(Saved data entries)
:::

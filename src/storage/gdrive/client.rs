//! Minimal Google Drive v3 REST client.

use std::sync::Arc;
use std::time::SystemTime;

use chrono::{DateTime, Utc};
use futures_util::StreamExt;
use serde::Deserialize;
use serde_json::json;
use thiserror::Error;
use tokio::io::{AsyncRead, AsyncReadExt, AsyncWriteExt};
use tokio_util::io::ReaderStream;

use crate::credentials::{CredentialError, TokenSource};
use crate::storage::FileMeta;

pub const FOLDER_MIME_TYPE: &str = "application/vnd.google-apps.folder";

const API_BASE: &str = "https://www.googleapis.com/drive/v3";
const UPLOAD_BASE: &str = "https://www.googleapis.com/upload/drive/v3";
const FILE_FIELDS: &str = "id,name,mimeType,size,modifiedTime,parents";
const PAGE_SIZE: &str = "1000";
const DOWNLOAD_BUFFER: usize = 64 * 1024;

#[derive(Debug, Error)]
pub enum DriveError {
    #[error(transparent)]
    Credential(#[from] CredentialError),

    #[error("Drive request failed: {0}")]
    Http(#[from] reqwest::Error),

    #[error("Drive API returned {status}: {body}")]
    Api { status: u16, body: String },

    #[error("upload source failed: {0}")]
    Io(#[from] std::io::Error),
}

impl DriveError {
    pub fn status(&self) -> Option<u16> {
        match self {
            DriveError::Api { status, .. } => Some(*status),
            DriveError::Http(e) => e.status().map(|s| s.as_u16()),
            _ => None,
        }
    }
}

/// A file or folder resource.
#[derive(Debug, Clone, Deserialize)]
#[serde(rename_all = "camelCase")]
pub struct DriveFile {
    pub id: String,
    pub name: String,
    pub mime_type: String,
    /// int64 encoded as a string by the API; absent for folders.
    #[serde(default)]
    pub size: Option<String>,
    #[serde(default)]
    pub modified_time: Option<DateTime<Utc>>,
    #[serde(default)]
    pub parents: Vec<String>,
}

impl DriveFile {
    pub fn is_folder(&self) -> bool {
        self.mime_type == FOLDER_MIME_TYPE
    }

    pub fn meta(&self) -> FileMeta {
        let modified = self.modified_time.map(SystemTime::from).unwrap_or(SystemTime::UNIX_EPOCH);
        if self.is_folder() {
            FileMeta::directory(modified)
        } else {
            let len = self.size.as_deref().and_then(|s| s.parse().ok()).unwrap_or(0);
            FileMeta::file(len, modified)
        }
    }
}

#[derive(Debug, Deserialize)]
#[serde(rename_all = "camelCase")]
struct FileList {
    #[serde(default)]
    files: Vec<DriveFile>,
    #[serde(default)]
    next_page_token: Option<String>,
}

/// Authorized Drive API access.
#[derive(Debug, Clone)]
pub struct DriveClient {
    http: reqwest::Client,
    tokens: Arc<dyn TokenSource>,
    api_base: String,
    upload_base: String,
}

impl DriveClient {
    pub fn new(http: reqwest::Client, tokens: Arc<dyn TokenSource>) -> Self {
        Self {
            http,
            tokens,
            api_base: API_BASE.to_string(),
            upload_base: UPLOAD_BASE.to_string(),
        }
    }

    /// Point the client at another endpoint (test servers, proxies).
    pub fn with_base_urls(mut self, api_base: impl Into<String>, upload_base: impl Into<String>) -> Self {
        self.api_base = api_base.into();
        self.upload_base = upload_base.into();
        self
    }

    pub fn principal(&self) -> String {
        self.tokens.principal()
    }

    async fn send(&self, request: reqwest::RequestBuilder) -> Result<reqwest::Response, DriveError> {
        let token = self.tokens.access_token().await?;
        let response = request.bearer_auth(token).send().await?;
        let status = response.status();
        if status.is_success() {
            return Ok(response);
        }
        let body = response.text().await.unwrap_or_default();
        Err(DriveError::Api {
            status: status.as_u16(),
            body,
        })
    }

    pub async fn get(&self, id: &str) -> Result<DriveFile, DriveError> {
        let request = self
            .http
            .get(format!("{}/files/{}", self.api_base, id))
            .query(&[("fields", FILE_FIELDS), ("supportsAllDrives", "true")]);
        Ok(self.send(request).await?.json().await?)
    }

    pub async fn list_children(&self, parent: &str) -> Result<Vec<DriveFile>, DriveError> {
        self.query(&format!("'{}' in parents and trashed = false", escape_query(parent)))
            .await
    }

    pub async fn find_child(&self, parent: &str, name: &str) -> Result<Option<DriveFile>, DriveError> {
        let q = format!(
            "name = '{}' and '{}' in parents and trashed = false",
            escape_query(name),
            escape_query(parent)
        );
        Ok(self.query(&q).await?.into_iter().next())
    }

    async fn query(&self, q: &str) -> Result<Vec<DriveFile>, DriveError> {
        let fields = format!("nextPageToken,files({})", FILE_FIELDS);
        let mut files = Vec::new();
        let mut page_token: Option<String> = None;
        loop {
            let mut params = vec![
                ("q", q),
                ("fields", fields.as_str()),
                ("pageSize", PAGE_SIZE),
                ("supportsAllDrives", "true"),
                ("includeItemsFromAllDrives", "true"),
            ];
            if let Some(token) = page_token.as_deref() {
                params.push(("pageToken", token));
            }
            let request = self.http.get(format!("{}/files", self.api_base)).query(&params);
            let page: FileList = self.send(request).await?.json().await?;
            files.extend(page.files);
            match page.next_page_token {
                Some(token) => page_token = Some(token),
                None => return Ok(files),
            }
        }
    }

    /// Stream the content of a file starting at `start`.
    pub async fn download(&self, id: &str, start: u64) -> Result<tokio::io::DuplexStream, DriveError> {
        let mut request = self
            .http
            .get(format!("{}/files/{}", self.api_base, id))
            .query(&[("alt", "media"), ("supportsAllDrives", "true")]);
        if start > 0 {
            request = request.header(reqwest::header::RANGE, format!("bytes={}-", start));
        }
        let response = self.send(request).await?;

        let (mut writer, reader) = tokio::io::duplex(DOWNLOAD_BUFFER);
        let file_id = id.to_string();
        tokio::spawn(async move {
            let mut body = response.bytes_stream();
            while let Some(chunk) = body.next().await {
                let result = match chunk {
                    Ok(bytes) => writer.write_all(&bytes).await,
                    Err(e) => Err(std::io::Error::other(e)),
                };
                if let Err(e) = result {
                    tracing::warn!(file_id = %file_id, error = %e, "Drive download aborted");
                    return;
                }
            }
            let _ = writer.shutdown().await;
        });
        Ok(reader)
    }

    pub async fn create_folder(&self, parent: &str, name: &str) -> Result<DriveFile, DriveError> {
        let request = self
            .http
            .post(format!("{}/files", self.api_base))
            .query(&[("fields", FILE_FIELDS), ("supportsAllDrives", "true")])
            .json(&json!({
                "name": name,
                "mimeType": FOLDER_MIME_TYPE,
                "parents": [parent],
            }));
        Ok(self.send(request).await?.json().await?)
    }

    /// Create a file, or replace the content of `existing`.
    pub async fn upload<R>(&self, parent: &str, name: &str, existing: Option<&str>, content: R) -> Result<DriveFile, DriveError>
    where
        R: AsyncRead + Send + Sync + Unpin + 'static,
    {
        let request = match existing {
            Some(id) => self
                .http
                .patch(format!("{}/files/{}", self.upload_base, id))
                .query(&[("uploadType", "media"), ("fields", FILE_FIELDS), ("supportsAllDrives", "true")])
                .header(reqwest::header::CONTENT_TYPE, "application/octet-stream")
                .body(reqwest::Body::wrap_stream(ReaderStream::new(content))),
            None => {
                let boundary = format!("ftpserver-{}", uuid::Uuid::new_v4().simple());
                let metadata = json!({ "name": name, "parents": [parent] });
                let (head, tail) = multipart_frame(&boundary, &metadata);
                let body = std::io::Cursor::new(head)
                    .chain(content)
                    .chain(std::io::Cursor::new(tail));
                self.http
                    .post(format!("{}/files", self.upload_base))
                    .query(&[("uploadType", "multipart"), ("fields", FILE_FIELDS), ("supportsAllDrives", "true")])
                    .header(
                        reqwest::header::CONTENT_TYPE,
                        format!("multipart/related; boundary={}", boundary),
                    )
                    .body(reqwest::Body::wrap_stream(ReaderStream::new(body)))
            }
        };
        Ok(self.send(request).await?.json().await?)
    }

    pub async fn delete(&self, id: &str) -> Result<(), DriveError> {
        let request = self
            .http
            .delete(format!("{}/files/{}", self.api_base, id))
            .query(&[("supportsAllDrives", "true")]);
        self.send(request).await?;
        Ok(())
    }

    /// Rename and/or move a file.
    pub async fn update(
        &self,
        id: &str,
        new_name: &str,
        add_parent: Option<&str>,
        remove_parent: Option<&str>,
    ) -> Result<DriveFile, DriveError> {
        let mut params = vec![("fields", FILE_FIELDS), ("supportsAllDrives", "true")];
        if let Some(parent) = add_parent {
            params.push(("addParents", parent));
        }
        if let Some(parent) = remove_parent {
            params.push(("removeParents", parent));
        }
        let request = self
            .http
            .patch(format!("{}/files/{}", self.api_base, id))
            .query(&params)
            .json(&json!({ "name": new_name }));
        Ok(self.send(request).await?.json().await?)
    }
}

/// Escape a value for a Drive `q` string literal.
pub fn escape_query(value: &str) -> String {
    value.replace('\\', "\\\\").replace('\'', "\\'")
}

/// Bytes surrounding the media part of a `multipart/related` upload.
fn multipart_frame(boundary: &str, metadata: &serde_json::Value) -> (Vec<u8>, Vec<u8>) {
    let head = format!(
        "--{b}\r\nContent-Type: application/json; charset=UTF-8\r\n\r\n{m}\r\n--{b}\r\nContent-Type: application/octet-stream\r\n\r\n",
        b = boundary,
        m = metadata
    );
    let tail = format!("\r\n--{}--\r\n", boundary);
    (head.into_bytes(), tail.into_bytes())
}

:::

Among the lines above, repeat exactly those from the line with "use thiserror::Error;" to the line with "const API_BASE: &str", counting both ends.

Answer below >>
use thiserror::Error;
use tokio::io::{AsyncRead, AsyncReadExt, AsyncWriteExt};
use tokio_util::io::ReaderStream;

use crate::credentials::{CredentialError, TokenSource};
use crate::storage::FileMeta;

pub const FOLDER_MIME_TYPE: &str = "application/vnd.google-apps.folder";

const API_BASE: &str = "https://www.googleapis.com/drive/v3";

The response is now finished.